» **Dataset content**
_ _ _ _ _
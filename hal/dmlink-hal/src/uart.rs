//! UART serial communication abstractions
//!
//! The link transmits command packets through [`UartTx`] and drains
//! received bytes through [`UartRx`] into its receive ring.

#[cfg(feature = "serde")]
use serde::{Deserialize, Serialize};

/// UART transmitter
///
/// Used to put outbound command packets on the wire.
pub trait UartTx {
    /// Error type for transmit operations
    type Error;

    /// Write data to the UART
    ///
    /// Blocks until all data has been written or an error occurs.
    fn write_blocking(&mut self, data: &[u8]) -> Result<(), Self::Error>;

    /// Flush any buffered data
    fn flush(&mut self) -> Result<(), Self::Error>;
}

/// UART receiver
///
/// Non-blocking source of received bytes.
pub trait UartRx {
    /// Error type for receive operations
    type Error;

    /// Copy already-received bytes into `buf`
    ///
    /// Returns the number of bytes copied; `Ok(0)` means nothing is pending.
    /// Never waits for more data to arrive.
    fn read_available(&mut self, buf: &mut [u8]) -> Result<usize, Self::Error>;
}

impl<T: UartTx + ?Sized> UartTx for &mut T {
    type Error = T::Error;

    fn write_blocking(&mut self, data: &[u8]) -> Result<(), Self::Error> {
        T::write_blocking(self, data)
    }

    fn flush(&mut self) -> Result<(), Self::Error> {
        T::flush(self)
    }
}

/// UART configuration
#[derive(Debug, Clone, Copy, PartialEq, Eq)]
#[cfg_attr(feature = "defmt", derive(defmt::Format))]
#[cfg_attr(feature = "serde", derive(Serialize, Deserialize))]
pub struct UartConfig {
    /// Baud rate in bits per second
    pub baudrate: u32,
    /// Number of data bits (typically 8)
    pub data_bits: DataBits,
    /// Parity mode
    pub parity: Parity,
    /// Number of stop bits
    pub stop_bits: StopBits,
}

impl Default for UartConfig {
    fn default() -> Self {
        Self {
            baudrate: 9600,
            data_bits: DataBits::Eight,
            parity: Parity::None,
            stop_bits: StopBits::One,
        }
    }
}

/// Number of data bits per frame
#[derive(Debug, Clone, Copy, PartialEq, Eq)]
#[cfg_attr(feature = "defmt", derive(defmt::Format))]
#[cfg_attr(feature = "serde", derive(Serialize, Deserialize))]
pub enum DataBits {
    Seven,
    Eight,
    Nine,
}

/// Parity mode
#[derive(Debug, Clone, Copy, PartialEq, Eq)]
#[cfg_attr(feature = "defmt", derive(defmt::Format))]
#[cfg_attr(feature = "serde", derive(Serialize, Deserialize))]
pub enum Parity {
    None,
    Even,
    Odd,
}

/// Number of stop bits
#[derive(Debug, Clone, Copy, PartialEq, Eq)]
#[cfg_attr(feature = "defmt", derive(defmt::Format))]
#[cfg_attr(feature = "serde", derive(Serialize, Deserialize))]
pub enum StopBits {
    One,
    Two,
}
_ _ _ _ _
» **To do**
Every entry above needs to be written out again exactly.

» **Response to this exercise**
filename hal/dmlink-hal/src/uart.rs
//! UART serial communication abstractions
//!
//! The link transmits command packets through [`UartTx`] and drains
//! received bytes through [`UartRx`] into its receive ring.

#[cfg(feature = "serde")]
use serde::{Deserialize, Serialize};

/// UART transmitter
///
/// Used to put outbound command packets on the wire.
pub trait UartTx {
    /// Error type for transmit operations
    type Error;

    /// Write data to the UART
    ///
    /// Blocks until all data has been written or an error occurs.
    fn write_blocking(&mut self, data: &[u8]) -> Result<(), Self::Error>;

    /// Flush any buffered data
    fn flush(&mut self) -> Result<(), Self::Error>;
}

/// UART receiver
///
/// Non-blocking source of received bytes.
pub trait UartRx {
    /// Error type for receive operations
    type Error;

    /// Copy already-received bytes into `buf`
    ///
    /// Returns the number of bytes copied; `Ok(0)` means nothing is pending.
    /// Never waits for more data to arrive.
    fn read_available(&mut self, buf: &mut [u8]) -> Result<usize, Self::Error>;
}

impl<T: UartTx + ?Sized> UartTx for &mut T {
    type Error = T::Error;

    fn write_blocking(&mut self, data: &[u8]) -> Result<(), Self::Error> {
        T::write_blocking(self, data)
    }

    fn flush(&mut self) -> Result<(), Self::Error> {
        T::flush(self)
    }
}

/// UART configuration
#[derive(Debug, Clone, Copy, PartialEq, Eq)]
#[cfg_attr(feature = "defmt", derive(defmt::Format))]
#[cfg_attr(feature = "serde", derive(Serialize, Deserialize))]
pub struct UartConfig {
    /// Baud rate in bits per second
    pub baudrate: u32,
    /// Number of data bits (typically 8)
    pub data_bits: DataBits,
    /// Parity mode
    pub parity: Parity,
    /// Number of stop bits
    pub stop_bits: StopBits,
}

impl Default for UartConfig {
    fn default() -> Self {
        Self {
            baudrate: 9600,
            data_bits: DataBits::Eight,
            parity: Parity::None,
            stop_bits: StopBits::One,
        }
    }
}

/// Number of data bits per frame
#[derive(Debug, Clone, Copy, PartialEq, Eq)]
#[cfg_attr(feature = "defmt", derive(defmt::Format))]
#[cfg_attr(feature = "serde", derive(Serialize, Deserialize))]
pub enum DataBits {
    Seven,
    Eight,
    Nine,
}

/// Parity mode
#[derive(Debug, Clone, Copy, PartialEq, Eq)]
#[cfg_attr(feature = "defmt", derive(defmt::Format))]
#[cfg_attr(feature = "serde", derive(Serialize, Deserialize))]
pub enum Parity {
    None,
    Even,
    Odd,
}

/// Number of stop bits
#[derive(Debug, Clone, Copy, PartialEq, Eq)]
#[cfg_attr(feature = "defmt", derive(defmt::Format))]
#[cfg_attr(feature = "serde", derive(Serialize, Deserialize))]
pub enum StopBits {
    One,
    Two,
}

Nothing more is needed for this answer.